All Nintendo said was that it planned to show a “playable model of the new system” and announce more specifications in early June at the E3 Expo in Los Angeles. The company plans to begin shipping the new gaming system next year.
“Until this last cycle, $300 was the norm for video game consoles,” says Michael Pachter, a Wedbush Securities analyst.
For example, Sony’s (SNE) Playstation 1 and Playstation 2 and Microsoft’s (MSFT) Xbox launched at $300, and Nintendo’s Wii launched at $250, he noted. But they were followed by Microsoft’s Xbox 360, with its motion-sensing Kinect. That system runs nearly $400. And Sony’s PlayStation 3, with its Move motion controller, had also been selling for $400, though the price has since dropped to $350.
“Since we don’t know what the [specifications] are, it’s hard to guess,” Pachter says. “If Nintendo’s new console has the power of an Xbox 360, then it could be $200 to $300. But if it’s something that has an iPad attached, then, who knows, it could run $1,000. We just don’t know yet.”
The games that run on devices like the PlayStation and Xbox generally cost around $50 to $60 apiece, But Pachter says that, too, may be different for the Wii successor, depending on how easy it will be for game developers to write software for the new Nintendo system.

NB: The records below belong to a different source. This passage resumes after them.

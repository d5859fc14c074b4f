use chrono::{DateTime, Duration, NaiveDate, Utc};
use serde::{Deserialize, Serialize};

use crate::shared::JokeId;

pub const DEFAULT_HISTORY_LIMIT: usize = 500;
pub const DEFAULT_HISTORY_RETENTION_DAYS: u32 = 90;

#[derive(Debug, Clone, PartialEq, Eq, Serialize, Deserialize)]
#[serde(rename_all = "camelCase")]
pub struct JokeHistoryEntry {
    pub joke_id: JokeId,
    pub viewed_on: NaiveDate,
    pub viewed_at: DateTime<Utc>,
}

#[derive(Debug, Clone, Copy, PartialEq, Eq)]
pub struct HistoryLimits {
    pub max_entries: usize,
    pub retention_days: u32,
}

impl Default for HistoryLimits {
    fn default() -> Self {
        Self {
            max_entries: DEFAULT_HISTORY_LIMIT,
            retention_days: DEFAULT_HISTORY_RETENTION_DAYS,
        }
    }
}

/// Viewing log, newest first, at most one entry per joke per day.
#[derive(Debug, Clone, Default, PartialEq, Eq, Serialize, Deserialize)]
#[serde(transparent)]
pub struct JokeHistory {
    entries: Vec<JokeHistoryEntry>,
}

impl JokeHistory {
    pub fn new() -> Self {
        Self::default()
    }

    pub fn restore(entries: Vec<JokeHistoryEntry>) -> Self {
        Self { entries }
    }

    pub fn entries(&self) -> &[JokeHistoryEntry] {
        &self.entries
    }

    pub fn len(&self) -> usize {
        self.entries.len()
    }

    pub fn is_empty(&self) -> bool {
        self.entries.is_empty()
    }

    pub fn record(
        &mut self,
        joke: JokeId,
        now: DateTime<Utc>,
        today: NaiveDate,
        limits: HistoryLimits,
    ) {
        self.entries
            .retain(|e| !(e.joke_id == joke && e.viewed_on == today));
        self.entries.insert(
            0,
            JokeHistoryEntry {
                joke_id: joke,
                viewed_on: today,
                viewed_at: now,
            },
        );
        self.prune(today, limits);
    }

    /// Drop entries outside the retention window, then cap the length.
    /// A window reaching past the calendar's range keeps every entry.
    pub fn prune(&mut self, today: NaiveDate, limits: HistoryLimits) {
        let window = Duration::try_days(limits.retention_days as i64);
        if let Some(cutoff) = window.and_then(|w| today.checked_sub_signed(w)) {
            self.entries.retain(|e| e.viewed_on > cutoff);
        }
        self.entries.truncate(limits.max_entries);
    }

    pub fn clear(&mut self) {
        self.entries.clear();
    }
}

And although Nintendo has built a reputation as the low-cost player in gaming consoles — a strategy that has served it well since it debuted the Wii in 2006 — it could easily go after hard-core gamers with a high-end device and attempt to encroach on Microsoft’s and Sony’s territory. That would only be fitting, since both Sony and Microsoft have tried to expand into Nintendo’s casual gamer niche.